Stored data:
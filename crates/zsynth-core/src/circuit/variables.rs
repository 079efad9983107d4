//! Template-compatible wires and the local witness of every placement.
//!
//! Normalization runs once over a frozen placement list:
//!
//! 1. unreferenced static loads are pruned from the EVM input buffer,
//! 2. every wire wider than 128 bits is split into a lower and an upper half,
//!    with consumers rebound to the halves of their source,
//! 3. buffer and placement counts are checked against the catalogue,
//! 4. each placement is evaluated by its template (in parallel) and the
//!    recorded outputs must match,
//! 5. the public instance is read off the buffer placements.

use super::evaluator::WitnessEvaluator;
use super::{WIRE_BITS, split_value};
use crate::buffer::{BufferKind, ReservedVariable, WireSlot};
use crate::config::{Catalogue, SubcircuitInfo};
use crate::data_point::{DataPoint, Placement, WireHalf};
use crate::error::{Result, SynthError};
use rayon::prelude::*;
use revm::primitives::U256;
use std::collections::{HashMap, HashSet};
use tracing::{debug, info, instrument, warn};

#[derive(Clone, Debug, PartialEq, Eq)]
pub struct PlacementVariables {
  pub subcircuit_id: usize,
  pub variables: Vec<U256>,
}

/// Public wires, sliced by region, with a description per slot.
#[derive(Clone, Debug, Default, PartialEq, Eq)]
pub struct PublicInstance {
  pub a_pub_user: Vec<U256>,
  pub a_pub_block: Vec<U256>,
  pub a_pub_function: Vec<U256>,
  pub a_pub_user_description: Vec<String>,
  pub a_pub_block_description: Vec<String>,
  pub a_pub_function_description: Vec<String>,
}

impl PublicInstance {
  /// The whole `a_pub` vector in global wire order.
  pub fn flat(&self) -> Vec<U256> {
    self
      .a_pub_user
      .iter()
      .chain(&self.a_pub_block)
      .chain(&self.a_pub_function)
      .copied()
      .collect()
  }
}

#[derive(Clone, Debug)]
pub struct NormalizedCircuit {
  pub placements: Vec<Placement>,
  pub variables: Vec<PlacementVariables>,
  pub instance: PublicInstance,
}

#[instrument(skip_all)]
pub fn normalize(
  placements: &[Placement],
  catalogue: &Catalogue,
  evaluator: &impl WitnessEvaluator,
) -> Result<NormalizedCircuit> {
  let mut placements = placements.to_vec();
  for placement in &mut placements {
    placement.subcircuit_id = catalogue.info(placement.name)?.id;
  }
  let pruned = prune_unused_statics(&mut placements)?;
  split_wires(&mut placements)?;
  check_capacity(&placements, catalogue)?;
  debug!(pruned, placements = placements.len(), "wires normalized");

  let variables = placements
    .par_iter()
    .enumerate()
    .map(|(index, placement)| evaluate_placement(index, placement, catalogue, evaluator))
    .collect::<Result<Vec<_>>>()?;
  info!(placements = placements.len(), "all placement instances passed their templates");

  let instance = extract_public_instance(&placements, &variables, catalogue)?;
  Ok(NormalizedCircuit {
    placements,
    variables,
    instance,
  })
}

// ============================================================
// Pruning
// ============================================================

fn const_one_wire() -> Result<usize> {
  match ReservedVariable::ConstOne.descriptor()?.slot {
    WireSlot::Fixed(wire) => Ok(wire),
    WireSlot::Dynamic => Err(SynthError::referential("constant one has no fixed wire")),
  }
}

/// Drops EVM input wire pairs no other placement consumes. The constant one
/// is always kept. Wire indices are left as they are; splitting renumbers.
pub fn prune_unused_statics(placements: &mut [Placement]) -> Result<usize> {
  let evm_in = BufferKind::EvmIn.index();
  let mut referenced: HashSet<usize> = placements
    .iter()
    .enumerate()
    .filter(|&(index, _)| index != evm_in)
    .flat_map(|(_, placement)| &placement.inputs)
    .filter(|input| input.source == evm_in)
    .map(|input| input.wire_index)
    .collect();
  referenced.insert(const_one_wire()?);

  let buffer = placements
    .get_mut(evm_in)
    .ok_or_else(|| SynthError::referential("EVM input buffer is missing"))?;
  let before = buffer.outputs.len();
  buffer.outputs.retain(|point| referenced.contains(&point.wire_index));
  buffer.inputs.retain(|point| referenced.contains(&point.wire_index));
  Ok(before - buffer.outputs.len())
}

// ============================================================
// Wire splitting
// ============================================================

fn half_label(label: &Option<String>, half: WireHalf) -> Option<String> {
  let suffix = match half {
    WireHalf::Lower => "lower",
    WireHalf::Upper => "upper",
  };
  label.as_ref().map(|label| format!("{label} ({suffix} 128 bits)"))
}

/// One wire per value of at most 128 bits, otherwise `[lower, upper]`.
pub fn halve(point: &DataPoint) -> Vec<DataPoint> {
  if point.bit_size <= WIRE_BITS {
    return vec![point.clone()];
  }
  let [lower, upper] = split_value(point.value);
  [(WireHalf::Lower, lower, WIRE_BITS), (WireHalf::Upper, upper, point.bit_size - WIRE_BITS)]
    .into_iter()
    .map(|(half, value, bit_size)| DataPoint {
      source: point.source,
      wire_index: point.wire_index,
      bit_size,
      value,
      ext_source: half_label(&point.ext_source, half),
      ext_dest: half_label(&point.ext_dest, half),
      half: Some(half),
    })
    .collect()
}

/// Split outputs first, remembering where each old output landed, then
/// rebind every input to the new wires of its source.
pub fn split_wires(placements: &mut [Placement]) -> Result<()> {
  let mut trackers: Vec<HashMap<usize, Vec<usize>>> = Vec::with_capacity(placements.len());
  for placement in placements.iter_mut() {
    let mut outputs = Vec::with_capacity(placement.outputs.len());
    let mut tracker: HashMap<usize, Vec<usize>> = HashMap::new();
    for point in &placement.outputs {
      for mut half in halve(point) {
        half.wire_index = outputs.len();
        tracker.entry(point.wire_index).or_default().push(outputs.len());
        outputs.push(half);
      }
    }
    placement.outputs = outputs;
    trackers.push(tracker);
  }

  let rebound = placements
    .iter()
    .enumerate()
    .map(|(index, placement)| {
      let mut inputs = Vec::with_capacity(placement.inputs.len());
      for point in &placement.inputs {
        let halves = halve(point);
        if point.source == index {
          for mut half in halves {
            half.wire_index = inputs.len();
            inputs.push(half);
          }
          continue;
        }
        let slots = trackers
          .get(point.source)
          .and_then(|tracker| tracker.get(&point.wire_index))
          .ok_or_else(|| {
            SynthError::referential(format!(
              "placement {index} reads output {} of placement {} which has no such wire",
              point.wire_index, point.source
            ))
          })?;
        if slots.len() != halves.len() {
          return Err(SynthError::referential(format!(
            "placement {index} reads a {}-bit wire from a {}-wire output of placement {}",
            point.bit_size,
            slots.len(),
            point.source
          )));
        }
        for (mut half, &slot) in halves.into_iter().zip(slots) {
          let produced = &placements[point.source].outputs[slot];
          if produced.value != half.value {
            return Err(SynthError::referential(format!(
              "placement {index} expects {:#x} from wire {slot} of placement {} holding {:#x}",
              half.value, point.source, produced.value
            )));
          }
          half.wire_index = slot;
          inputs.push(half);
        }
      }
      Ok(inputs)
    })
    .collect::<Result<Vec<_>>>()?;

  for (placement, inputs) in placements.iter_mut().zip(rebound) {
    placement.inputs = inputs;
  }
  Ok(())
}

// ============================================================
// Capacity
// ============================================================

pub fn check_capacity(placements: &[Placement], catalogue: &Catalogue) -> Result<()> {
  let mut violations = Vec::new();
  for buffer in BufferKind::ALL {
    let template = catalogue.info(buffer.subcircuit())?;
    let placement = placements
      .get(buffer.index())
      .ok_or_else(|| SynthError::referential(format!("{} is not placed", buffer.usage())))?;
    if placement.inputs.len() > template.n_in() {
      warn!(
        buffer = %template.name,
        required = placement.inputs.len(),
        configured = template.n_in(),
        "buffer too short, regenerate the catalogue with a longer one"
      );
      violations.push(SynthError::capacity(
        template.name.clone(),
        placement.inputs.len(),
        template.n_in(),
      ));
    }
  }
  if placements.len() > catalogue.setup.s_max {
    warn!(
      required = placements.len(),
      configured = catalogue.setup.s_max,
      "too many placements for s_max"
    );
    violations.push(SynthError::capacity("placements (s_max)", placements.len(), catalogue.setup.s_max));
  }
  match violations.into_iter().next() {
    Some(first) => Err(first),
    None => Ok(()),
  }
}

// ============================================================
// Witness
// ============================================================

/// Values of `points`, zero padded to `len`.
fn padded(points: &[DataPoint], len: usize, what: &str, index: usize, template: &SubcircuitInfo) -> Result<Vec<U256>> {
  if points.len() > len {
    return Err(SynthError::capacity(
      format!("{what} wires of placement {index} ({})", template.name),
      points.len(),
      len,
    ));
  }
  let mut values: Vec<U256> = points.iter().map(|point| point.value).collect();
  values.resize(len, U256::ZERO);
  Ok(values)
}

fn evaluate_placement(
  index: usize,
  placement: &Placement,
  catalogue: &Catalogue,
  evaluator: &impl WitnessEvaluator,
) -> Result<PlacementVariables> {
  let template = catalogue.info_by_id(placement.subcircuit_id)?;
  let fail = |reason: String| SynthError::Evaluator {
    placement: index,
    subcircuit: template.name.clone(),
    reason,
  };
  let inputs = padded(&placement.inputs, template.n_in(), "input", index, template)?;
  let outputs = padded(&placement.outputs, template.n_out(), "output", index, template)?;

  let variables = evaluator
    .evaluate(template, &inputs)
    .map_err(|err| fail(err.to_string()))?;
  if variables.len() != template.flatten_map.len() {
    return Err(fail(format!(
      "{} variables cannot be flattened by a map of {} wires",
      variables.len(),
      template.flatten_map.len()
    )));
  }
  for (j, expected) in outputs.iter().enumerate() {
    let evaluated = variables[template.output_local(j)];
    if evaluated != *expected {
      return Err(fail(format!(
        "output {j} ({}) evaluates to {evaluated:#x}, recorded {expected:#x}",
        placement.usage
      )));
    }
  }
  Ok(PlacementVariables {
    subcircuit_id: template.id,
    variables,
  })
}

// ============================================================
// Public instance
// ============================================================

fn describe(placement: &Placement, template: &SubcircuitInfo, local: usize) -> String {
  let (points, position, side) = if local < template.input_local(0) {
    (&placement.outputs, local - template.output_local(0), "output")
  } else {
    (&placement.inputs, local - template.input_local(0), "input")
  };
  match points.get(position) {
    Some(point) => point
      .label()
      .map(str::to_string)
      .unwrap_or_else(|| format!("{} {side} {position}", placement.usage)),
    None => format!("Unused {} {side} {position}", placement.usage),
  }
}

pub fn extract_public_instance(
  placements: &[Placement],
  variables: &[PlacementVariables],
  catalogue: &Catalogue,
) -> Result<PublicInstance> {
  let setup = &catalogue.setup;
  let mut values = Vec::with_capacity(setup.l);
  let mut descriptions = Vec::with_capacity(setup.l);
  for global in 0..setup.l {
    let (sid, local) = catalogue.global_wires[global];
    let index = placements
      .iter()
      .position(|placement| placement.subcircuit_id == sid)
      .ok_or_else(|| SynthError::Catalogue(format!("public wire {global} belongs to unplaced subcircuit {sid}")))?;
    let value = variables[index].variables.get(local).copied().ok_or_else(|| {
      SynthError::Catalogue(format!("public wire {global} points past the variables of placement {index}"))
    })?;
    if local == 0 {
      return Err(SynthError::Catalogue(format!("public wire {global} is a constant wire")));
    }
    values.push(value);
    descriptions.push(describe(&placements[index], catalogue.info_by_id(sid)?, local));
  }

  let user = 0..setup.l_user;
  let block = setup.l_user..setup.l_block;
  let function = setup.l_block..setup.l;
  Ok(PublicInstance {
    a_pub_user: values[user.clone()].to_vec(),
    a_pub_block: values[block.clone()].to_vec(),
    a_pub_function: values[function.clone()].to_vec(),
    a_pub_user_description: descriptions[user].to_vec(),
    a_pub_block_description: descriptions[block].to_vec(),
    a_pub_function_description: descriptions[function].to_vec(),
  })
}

WHAT YOU SHOULD DO: What do the lines above say from the one containing "#[instrument(skip_all)]" down to the one containing "check_capacity(&placements, catalogue)?;"? Return them exactly, both end lines included, and only them.

ANSWER SPACE:
#[instrument(skip_all)]
pub fn normalize(
  placements: &[Placement],
  catalogue: &Catalogue,
  evaluator: &impl WitnessEvaluator,
) -> Result<NormalizedCircuit> {
  let mut placements = placements.to_vec();
  for placement in &mut placements {
    placement.subcircuit_id = catalogue.info(placement.name)?.id;
  }
  let pruned = prune_unused_statics(&mut placements)?;
  split_wires(&mut placements)?;
  check_capacity(&placements, catalogue)?;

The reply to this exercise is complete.